结果2020年,90岁的巴菲特,直接打了所有华尔街分析师的脸。他一口气砸了62.5亿美元,买了包括三井物产在内的日本五大商社,每家都买了超过5%的流通股,后来还不断加仓,公开说要持有10到20年。
巴菲特看中的,正是三井身上三样别人学不来的东西:第一,不管世界怎么乱,打仗也好,疫情也好,经济危机也好,人总得吃饭、用电、盖房子,三井攥着的,全是这些不管啥时候都离不开的刚需生意,现金流稳得跟磐石似的;第二,三井在全球的网点,比很多国家的大使馆都多,哪里有新矿,哪里有新技术,哪里有新市场,它第一时间就能知道,这种信息网,花钱都买不来;第三,这种横跨四百年攒下来的资源整合本事,不是靠烧钱、靠风口就能抄来的,这是最深的护城河。
直到今天,三井依然没停下脚步。它正在中东和东南亚大规模布局绿氢产业,早就看明白了,未来的赛道,不再是石油说了算,是清洁能源的天下,它是亚洲最大私立医疗集团IHH Healthcare的大股东,想靠着管供应链的本事,管起人的生老病死,它还是丰田、三菱重工、索尼、空客、波音这些全球巨头的战略伙伴,在新能源、半导体、航空航天这些前沿领域,悄悄布下了自己的局。
在日本商界,一直流传着这么一句话:“Organization is Mitsubishi,people is Mitsui”。翻译过来就是,三菱是组织,三井是人。

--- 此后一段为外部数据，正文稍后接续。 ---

//! Per-frame simulation tick
//!
//! Fixed order every tick: opponent decision, rope integration, victory
//! check. The host supplies elapsed milliseconds and the human pull flag.

use super::rope::PullInput;
use super::state::{MatchState, TickInput, Winner};

/// Advance the match by `dt` milliseconds.
///
/// Returns the winner on the tick a round is decided, `None` otherwise.
/// After a round is over the rope keeps simulating (the human may still
/// pull) but the opponent stays idle and no further wins are reported
/// until [`MatchState::reset`].
///
/// A negative or non-finite `dt` (a bad host frame delta) counts as 0.
pub fn tick(state: &mut MatchState, input: &TickInput, dt: f32) -> Option<Winner> {
    let dt = if dt.is_finite() && dt > 0.0 { dt } else { 0.0 };
    state.round_ticks += 1;

    let opponent_pulling = if state.record.game_over {
        state.opponent.release();
        false
    } else {
        state.opponent.update(dt, &state.rope)
    };

    let pulls = PullInput {
        blue: input.human_pulling,
        red: opponent_pulling,
    };
    state.rope.integrate(dt, pulls, input.grips);

    if state.record.game_over {
        return None;
    }

    let winner = check_victory(state.rope.midpoint_offset(), state.settings.victory_threshold)?;
    state.record.award(winner);
    log::info!(
        "{} after {} ticks ({})",
        winner.banner(),
        state.round_ticks,
        state.record
    );
    Some(winner)
}

/// Decide a round from the midpoint's offset from center.
///
/// The rope pulled toward blue (top, negative offset) past the threshold is
/// a blue win; toward red (bottom, positive offset) a red win.
pub fn check_victory(midpoint_offset: f32, threshold: f32) -> Option<Winner> {
    if midpoint_offset < -threshold {
        Some(Winner::Blue)
    } else if midpoint_offset > threshold {
        Some(Winner::Red)
    } else {
        None
    }
}
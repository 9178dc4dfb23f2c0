//! Configuration errors
//!
//! The simulation itself has no failure surface once constructed; everything
//! that can go wrong is caught here, before the first tick.

use thiserror::Error;

/// Reasons a [`Settings`](crate::Settings) value cannot build a match
#[derive(Debug, Error)]
pub enum ConfigError {
    #[error("rope needs at least 3 particles, got {count}")]
    ParticleCount { count: usize },
    #[error("rope rest length must be positive and finite, got {value}")]
    RestLength { value: f32 },
    #[error("field {width}x{height} leaves no room inside insets ({inset_x}, {inset_y})")]
    FieldTooSmall {
        width: f32,
        height: f32,
        inset_x: f32,
        inset_y: f32,
    },
    #[error("{name} must be within [0, 1], got {value}")]
    OutOfUnitRange { name: &'static str, value: f32 },
    #[error("{name} must be positive and finite, got {value}")]
    NotPositive { name: &'static str, value: f32 },
    #[error("{name} must be finite, got {value}")]
    NotFinite { name: &'static str, value: f32 },
    #[error("{name} must not be negative, got {value}")]
    Negative { name: &'static str, value: f32 },
    #[error("relaxation needs at least one iteration")]
    NoRelaxation,
    #[error("settings file i/o: {0}")]
    Io(#[from] std::io::Error),
    #[error("settings file is not valid JSON: {0}")]
    Json(#[from] serde_json::Error),
}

这句话,精准地说透了三井横跨五个世纪的活命本事。三菱像一支纪律严明的军队,讲究的是铁律和服从,而三井,更像一群顶尖猎人凑成的联盟,它永远信的,是人在时代大浪里的眼光、胆子和彼此的联结。
从三井高利在江户开那间小布庄,掀了整个行业的老规矩,到三野村利左卫门在乱世里敢赌上全部身家,把三井带上了国家的牌桌,再到被美军拆得稀碎后,一群老伙计靠着信任把它重新拼起来,三井用了快四百年,证明了一件事:时代再怎么变,钱会贬值,厂房会被炸,公司会被拆,但能把人和人连在一起的网络,永远不会倒。
对于我们普通人来说,三井的故事,最值得琢磨的,从来都不是它赚了多少钱,而是一个最实在的问题:在这个天天都在变的时代里,到底什么才是你真正能攥在手里,永远不会消失的东西?
是银行卡里的存款?是名下的房子车子?还是你身边的人,和你能连接到的世界?
这个问题,或许每个人,都有自己的答案。